■ **Task to carry out**
Scan the records below. Copy every line in which the word "issued" appears.

■ **Material to process**
=== Section Start ===

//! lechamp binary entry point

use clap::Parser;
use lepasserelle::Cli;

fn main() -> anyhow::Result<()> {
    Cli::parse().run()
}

=== Section End ===
=== Section Start ===

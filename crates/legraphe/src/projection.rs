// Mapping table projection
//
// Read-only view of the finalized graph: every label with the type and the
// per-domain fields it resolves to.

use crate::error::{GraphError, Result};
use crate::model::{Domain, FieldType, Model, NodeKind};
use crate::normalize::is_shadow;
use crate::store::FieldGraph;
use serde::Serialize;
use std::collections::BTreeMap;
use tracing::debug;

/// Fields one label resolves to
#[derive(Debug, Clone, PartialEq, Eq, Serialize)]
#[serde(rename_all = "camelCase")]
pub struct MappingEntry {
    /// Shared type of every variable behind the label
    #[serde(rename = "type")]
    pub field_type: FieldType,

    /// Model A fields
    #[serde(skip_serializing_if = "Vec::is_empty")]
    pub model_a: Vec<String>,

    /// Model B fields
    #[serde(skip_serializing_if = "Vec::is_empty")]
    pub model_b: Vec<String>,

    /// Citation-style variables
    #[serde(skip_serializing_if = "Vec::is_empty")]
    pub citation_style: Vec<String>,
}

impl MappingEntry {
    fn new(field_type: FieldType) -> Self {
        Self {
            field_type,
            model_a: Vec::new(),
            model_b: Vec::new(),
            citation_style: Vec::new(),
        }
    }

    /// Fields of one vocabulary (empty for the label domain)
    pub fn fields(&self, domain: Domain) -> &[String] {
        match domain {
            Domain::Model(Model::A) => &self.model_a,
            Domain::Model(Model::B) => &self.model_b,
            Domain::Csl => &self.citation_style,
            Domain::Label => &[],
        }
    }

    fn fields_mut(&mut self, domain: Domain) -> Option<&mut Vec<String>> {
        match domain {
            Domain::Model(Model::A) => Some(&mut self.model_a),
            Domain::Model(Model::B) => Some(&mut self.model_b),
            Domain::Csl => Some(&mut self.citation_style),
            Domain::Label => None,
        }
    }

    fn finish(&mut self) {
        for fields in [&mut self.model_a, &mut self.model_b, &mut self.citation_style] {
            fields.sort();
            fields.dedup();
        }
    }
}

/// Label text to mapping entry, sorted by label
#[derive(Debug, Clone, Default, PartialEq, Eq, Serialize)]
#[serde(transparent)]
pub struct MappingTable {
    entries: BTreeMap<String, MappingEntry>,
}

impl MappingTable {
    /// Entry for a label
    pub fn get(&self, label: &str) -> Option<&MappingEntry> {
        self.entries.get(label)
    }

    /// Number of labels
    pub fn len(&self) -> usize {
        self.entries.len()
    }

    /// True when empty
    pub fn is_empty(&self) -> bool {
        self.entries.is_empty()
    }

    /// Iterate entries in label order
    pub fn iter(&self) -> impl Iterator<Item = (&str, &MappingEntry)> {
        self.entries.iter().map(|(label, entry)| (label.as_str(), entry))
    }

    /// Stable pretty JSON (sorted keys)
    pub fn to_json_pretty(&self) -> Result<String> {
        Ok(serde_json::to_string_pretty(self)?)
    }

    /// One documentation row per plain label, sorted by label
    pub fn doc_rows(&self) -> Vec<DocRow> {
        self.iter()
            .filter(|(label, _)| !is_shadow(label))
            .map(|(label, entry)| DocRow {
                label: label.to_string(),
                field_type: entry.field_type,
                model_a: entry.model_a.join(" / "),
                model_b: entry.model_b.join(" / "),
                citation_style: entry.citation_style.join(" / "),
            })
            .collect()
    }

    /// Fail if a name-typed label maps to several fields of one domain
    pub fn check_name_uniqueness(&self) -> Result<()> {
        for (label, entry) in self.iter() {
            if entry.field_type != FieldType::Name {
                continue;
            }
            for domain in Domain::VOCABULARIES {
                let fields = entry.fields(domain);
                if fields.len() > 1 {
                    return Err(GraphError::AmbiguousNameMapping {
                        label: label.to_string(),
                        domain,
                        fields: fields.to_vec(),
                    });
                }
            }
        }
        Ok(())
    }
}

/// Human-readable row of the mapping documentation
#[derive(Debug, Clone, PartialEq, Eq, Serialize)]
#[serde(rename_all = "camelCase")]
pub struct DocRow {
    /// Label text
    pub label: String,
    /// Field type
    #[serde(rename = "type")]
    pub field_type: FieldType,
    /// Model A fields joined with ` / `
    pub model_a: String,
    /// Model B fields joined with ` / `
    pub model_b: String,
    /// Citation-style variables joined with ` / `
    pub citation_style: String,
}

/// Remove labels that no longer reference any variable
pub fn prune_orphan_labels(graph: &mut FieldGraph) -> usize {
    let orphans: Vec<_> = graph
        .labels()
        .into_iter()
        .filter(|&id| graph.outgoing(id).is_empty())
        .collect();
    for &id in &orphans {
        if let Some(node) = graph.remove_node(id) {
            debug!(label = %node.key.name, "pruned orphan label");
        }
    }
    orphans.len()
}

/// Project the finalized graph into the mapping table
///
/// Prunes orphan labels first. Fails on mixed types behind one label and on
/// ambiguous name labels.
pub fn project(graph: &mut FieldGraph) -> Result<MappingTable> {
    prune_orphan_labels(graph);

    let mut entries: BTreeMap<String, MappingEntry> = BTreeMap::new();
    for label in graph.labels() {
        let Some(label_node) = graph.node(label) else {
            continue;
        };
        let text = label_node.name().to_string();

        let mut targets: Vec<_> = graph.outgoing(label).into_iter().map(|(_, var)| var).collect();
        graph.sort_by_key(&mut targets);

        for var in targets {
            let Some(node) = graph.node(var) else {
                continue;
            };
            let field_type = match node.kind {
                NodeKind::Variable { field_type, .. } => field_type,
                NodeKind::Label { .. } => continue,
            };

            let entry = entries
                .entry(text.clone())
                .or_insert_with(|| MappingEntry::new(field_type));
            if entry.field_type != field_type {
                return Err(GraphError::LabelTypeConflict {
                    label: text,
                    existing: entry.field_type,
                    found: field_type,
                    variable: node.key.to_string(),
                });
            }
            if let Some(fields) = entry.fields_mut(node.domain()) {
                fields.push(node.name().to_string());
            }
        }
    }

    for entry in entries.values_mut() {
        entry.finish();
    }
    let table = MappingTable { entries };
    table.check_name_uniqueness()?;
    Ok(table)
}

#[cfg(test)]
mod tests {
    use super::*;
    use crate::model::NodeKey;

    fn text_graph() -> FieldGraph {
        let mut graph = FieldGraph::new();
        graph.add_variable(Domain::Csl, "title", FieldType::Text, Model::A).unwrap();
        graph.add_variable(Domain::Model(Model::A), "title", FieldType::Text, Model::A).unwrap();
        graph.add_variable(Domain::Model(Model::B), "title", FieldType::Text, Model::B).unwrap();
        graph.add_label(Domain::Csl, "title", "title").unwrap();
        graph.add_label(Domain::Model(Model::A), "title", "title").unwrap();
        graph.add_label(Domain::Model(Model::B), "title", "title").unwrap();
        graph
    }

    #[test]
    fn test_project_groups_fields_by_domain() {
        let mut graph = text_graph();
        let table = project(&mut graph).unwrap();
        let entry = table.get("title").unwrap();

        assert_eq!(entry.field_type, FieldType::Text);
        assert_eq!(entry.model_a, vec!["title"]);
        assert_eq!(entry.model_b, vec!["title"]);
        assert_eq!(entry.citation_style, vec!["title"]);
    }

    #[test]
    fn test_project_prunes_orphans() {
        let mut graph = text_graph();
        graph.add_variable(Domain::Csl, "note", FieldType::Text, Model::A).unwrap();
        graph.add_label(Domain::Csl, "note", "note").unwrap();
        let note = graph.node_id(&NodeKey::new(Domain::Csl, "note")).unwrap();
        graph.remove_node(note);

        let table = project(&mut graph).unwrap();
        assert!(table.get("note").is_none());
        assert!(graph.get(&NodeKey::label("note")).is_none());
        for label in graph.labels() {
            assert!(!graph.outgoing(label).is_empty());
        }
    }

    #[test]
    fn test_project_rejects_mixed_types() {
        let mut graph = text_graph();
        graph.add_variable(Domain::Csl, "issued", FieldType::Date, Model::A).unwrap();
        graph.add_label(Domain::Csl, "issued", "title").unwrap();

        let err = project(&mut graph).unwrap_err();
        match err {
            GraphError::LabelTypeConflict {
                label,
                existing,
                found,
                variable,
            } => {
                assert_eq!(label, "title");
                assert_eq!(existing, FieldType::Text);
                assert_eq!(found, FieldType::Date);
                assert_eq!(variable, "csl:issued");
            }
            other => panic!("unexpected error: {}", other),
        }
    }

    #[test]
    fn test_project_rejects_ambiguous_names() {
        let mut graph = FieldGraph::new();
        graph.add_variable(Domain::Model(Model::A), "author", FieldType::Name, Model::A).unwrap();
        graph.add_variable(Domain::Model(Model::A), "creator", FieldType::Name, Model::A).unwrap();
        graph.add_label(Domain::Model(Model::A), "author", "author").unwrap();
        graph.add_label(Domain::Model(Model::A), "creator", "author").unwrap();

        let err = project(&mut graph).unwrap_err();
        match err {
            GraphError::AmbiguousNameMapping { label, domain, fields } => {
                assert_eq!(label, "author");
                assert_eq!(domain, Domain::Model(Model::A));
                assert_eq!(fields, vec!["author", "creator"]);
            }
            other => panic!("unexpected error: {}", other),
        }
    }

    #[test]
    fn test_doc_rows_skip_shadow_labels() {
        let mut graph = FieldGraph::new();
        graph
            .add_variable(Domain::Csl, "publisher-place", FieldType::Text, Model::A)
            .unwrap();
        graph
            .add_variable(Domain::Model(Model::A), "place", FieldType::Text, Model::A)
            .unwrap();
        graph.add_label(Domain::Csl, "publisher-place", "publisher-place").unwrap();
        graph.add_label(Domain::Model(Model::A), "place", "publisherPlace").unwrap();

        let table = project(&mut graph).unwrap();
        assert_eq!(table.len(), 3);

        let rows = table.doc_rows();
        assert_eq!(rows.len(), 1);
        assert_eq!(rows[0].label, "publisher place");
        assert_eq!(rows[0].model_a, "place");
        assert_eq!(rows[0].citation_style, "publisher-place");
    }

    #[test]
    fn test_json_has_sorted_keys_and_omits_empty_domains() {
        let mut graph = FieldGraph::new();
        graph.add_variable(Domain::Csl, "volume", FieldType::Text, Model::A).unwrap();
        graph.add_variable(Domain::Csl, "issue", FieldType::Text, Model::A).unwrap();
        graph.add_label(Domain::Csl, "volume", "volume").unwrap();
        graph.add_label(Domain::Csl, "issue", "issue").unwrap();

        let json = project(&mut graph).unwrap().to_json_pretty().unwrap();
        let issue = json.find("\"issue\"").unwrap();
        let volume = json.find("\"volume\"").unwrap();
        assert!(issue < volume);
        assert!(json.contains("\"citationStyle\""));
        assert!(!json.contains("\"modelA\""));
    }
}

=== Section End ===
=== Section Start ===

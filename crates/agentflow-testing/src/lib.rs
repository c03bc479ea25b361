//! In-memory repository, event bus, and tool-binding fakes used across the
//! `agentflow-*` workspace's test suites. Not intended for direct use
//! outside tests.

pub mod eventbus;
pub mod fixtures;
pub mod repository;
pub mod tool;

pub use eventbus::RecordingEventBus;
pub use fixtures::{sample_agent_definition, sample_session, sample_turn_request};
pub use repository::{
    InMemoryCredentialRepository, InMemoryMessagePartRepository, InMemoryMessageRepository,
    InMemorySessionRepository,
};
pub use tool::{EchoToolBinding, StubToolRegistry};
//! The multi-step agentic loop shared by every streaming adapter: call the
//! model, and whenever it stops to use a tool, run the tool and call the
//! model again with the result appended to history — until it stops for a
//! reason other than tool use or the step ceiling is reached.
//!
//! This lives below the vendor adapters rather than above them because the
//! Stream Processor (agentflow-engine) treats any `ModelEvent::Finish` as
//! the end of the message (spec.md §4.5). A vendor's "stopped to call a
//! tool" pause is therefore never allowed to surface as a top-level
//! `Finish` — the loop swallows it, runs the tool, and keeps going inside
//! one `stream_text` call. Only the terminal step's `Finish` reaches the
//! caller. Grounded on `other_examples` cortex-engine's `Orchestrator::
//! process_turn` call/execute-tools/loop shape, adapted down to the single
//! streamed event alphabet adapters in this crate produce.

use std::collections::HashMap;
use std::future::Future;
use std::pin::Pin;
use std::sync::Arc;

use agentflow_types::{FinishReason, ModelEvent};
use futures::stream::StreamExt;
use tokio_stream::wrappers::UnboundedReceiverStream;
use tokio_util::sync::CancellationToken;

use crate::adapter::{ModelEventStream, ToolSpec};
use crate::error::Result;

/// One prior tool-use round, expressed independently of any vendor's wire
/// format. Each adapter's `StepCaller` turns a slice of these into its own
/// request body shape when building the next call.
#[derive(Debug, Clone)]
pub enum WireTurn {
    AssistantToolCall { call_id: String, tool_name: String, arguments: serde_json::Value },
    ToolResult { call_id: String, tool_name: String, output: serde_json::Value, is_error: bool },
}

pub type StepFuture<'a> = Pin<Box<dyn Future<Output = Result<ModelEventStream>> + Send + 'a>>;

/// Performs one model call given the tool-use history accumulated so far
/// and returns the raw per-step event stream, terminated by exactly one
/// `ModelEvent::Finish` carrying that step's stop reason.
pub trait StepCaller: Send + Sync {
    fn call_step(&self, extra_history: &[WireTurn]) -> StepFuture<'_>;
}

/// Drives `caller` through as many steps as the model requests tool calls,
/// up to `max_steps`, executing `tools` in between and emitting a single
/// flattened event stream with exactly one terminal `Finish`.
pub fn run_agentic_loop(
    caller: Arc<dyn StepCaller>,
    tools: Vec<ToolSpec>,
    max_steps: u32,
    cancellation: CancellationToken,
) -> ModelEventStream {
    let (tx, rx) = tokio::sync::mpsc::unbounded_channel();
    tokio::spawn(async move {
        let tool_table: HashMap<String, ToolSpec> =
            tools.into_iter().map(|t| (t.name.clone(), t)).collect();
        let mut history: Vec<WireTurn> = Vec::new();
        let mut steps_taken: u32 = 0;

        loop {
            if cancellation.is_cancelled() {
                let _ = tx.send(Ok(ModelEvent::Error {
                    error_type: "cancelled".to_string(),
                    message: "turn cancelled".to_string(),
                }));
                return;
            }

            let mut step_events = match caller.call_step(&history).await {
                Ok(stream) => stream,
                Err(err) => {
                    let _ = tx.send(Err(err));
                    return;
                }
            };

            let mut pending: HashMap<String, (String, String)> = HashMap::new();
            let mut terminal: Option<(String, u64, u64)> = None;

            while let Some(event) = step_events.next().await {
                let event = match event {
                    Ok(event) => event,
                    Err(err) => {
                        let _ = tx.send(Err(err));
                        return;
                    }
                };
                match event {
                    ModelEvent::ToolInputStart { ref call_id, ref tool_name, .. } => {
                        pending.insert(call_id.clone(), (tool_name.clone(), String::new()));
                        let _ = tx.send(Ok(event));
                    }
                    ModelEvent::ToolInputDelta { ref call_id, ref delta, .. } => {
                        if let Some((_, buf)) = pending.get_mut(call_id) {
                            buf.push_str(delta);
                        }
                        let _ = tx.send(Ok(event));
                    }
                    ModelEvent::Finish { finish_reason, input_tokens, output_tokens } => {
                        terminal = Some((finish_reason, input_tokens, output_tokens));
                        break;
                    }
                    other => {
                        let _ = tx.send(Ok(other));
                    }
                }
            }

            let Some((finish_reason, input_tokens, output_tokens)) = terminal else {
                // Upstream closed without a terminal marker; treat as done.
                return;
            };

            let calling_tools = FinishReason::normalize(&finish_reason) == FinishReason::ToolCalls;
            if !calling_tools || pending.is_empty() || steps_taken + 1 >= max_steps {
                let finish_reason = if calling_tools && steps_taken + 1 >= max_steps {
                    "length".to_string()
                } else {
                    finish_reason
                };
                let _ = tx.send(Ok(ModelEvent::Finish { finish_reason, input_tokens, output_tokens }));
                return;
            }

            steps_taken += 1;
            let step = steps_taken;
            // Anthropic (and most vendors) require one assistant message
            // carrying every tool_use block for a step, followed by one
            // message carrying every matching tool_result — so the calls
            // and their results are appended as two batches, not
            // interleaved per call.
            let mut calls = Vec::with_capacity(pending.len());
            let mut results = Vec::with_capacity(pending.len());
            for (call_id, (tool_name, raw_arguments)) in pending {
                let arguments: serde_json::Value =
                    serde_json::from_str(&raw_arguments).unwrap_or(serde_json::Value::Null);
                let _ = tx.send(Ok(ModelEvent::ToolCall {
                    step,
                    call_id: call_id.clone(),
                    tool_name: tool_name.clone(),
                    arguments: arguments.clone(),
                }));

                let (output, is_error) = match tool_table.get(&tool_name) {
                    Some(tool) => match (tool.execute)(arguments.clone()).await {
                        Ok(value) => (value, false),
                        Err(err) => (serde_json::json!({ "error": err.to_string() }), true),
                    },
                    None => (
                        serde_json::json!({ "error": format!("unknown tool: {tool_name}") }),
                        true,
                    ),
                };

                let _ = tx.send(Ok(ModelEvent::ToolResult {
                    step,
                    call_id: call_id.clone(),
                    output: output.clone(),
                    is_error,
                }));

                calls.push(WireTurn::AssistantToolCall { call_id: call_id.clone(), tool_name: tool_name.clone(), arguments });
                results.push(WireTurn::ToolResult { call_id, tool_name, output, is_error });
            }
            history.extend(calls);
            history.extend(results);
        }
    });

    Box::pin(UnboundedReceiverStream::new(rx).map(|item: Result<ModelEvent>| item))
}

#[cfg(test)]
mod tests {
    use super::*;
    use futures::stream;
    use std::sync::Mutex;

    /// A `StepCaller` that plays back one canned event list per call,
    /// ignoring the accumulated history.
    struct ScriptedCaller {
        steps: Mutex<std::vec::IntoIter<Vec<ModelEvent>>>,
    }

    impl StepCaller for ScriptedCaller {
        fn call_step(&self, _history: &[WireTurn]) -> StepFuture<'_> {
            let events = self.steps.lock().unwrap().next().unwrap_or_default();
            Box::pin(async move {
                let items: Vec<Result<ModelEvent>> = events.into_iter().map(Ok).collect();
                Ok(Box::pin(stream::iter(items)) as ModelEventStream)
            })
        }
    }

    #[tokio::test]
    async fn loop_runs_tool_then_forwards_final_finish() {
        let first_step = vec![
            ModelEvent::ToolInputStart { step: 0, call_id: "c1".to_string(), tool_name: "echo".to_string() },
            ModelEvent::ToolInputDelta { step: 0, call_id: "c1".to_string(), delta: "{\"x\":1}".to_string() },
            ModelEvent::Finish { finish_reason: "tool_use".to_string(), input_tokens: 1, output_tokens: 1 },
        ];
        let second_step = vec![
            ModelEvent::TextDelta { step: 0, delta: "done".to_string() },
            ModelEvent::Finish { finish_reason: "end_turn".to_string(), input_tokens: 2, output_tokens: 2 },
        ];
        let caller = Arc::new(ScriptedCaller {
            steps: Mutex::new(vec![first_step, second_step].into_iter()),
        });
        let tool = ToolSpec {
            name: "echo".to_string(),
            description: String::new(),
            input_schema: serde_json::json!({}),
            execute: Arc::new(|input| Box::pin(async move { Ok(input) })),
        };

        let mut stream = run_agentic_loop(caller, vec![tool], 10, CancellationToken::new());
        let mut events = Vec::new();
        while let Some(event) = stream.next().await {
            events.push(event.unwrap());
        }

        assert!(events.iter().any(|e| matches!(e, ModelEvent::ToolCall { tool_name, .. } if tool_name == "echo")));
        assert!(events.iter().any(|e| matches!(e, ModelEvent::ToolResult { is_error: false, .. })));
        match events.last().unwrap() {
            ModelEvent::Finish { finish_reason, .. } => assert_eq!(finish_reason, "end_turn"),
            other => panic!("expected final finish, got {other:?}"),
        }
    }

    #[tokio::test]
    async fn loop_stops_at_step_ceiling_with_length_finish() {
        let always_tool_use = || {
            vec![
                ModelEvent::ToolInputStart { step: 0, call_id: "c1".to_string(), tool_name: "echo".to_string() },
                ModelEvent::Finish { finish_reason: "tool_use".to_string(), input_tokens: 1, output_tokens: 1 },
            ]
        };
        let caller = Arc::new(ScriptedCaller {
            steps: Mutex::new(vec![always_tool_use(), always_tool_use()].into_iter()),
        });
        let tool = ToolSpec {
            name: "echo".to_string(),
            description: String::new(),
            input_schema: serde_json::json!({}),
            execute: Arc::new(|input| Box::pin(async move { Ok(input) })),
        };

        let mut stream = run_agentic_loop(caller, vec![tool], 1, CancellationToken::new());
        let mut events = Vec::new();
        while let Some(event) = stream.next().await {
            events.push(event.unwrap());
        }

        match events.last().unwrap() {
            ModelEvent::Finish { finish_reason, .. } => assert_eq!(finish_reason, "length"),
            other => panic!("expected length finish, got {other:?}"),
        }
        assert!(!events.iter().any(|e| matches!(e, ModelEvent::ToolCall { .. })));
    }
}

=== Section End ===

■ **Task output**
        graph.add_variable(Domain::Csl, "issued", FieldType::Date, Model::A).unwrap();
        graph.add_label(Domain::Csl, "issued", "title").unwrap();
                assert_eq!(variable, "csl:issued");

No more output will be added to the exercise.